━━━━━ SOURCE DATA ━━━━━
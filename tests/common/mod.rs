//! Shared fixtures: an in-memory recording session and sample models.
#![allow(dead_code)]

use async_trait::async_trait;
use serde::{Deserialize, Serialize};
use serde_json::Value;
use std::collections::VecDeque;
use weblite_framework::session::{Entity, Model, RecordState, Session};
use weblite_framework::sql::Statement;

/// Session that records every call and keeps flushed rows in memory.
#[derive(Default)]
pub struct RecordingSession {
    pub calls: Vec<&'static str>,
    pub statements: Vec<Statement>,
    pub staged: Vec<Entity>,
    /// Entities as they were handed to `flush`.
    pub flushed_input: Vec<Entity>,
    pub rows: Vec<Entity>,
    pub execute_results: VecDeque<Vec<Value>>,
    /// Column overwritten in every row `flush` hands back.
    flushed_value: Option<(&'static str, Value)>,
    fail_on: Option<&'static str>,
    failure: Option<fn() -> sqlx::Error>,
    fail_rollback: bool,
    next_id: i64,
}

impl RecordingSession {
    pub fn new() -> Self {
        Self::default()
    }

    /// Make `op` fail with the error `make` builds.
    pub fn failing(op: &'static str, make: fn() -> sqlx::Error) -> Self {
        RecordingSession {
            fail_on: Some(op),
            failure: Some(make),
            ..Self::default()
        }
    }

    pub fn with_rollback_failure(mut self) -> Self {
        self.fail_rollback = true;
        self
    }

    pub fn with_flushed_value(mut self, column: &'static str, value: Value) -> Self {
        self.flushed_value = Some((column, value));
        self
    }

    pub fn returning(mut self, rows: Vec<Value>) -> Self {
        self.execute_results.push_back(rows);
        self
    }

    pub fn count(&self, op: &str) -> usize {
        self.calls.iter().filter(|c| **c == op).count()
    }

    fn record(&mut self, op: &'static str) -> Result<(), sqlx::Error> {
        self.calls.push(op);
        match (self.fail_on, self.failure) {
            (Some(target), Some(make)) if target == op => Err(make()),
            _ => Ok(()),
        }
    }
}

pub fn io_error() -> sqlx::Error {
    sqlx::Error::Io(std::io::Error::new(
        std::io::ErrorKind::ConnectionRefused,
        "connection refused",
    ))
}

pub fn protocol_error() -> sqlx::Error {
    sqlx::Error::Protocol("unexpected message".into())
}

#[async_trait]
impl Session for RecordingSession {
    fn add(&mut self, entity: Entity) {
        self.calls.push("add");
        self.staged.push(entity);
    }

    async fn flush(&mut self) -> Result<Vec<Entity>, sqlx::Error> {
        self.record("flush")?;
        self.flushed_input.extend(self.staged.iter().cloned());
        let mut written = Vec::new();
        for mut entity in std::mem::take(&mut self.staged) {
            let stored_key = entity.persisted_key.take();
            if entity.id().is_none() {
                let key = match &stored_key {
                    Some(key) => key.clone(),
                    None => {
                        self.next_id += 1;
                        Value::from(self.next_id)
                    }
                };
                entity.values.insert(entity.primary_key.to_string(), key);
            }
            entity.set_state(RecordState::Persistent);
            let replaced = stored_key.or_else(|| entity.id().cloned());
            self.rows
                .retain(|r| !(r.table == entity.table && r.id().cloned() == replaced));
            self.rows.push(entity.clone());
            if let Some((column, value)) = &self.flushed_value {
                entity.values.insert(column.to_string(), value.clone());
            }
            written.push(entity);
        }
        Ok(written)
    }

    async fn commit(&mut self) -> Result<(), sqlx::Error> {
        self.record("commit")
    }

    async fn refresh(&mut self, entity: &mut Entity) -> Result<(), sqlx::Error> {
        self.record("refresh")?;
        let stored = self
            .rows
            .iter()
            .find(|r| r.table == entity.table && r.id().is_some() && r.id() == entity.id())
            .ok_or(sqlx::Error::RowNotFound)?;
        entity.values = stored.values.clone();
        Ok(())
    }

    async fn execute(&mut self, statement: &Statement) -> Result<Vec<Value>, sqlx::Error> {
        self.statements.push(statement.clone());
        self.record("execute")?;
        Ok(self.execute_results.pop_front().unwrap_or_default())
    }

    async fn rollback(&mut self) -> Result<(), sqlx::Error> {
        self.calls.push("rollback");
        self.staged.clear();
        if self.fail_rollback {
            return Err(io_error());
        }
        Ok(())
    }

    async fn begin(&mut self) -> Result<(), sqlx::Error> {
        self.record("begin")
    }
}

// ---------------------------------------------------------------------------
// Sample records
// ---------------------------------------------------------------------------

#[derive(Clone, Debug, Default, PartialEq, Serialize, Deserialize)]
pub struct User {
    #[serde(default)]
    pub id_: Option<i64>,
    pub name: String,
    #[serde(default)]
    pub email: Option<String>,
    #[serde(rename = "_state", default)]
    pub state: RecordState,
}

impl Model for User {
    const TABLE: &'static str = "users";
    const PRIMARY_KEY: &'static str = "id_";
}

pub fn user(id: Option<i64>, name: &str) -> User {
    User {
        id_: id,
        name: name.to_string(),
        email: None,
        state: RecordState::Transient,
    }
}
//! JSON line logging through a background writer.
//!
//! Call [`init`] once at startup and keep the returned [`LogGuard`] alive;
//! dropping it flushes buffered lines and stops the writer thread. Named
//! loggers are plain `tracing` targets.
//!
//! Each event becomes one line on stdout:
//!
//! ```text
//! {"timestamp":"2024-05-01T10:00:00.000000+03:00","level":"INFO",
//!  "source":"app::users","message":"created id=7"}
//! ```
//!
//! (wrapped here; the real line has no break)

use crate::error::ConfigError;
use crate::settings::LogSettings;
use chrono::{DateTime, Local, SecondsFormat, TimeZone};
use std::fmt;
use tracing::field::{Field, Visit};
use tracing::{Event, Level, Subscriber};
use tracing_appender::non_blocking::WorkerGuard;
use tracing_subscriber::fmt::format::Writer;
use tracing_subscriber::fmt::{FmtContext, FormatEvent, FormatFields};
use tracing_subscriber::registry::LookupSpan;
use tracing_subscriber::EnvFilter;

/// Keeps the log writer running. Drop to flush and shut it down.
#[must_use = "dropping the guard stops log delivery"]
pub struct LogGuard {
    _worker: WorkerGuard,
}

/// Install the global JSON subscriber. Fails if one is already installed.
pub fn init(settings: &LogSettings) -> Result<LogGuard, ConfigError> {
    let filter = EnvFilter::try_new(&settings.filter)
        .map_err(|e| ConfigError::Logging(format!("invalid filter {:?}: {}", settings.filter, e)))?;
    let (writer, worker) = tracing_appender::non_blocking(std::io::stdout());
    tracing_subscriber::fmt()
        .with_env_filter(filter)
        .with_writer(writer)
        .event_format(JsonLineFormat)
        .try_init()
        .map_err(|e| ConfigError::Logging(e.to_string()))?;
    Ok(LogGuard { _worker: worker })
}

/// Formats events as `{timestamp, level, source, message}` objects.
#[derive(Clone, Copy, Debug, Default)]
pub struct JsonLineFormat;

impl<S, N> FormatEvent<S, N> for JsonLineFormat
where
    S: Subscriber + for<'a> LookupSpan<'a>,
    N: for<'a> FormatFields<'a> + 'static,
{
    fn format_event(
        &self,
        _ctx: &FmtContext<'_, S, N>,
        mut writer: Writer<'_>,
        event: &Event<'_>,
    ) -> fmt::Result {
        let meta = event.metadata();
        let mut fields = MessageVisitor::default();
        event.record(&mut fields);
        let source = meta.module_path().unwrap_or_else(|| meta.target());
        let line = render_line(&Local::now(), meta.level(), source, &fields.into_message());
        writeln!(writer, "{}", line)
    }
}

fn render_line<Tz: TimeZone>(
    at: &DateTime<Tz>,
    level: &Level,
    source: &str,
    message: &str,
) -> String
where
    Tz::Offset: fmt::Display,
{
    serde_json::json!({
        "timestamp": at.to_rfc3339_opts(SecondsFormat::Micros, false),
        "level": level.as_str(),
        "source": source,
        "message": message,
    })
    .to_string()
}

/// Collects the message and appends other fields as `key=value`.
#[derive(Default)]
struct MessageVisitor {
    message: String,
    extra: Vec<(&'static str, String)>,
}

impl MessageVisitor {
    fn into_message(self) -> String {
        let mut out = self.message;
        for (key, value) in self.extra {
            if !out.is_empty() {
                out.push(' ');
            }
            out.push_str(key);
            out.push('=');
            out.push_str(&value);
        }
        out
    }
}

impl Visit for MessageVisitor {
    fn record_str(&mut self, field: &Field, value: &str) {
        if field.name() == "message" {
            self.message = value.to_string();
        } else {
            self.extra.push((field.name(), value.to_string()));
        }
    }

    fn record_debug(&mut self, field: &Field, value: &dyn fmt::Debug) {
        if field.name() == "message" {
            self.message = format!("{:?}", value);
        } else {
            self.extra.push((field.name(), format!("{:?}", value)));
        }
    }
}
━━━━━
WORK TO BE COMPLETED -> Above are the records; repeat exactly the lines from the one holding "pub fn user(id: Option<i64>, name: &str)" down to the one holding "writer thread. Named", end lines included.

SOLUTION TO THIS TASK ->
pub fn user(id: Option<i64>, name: &str) -> User {
    User {
        id_: id,
        name: name.to_string(),
        email: None,
        state: RecordState::Transient,
    }
}
//! JSON line logging through a background writer.
//!
//! Call [`init`] once at startup and keep the returned [`LogGuard`] alive;
//! dropping it flushes buffered lines and stops the writer thread. Named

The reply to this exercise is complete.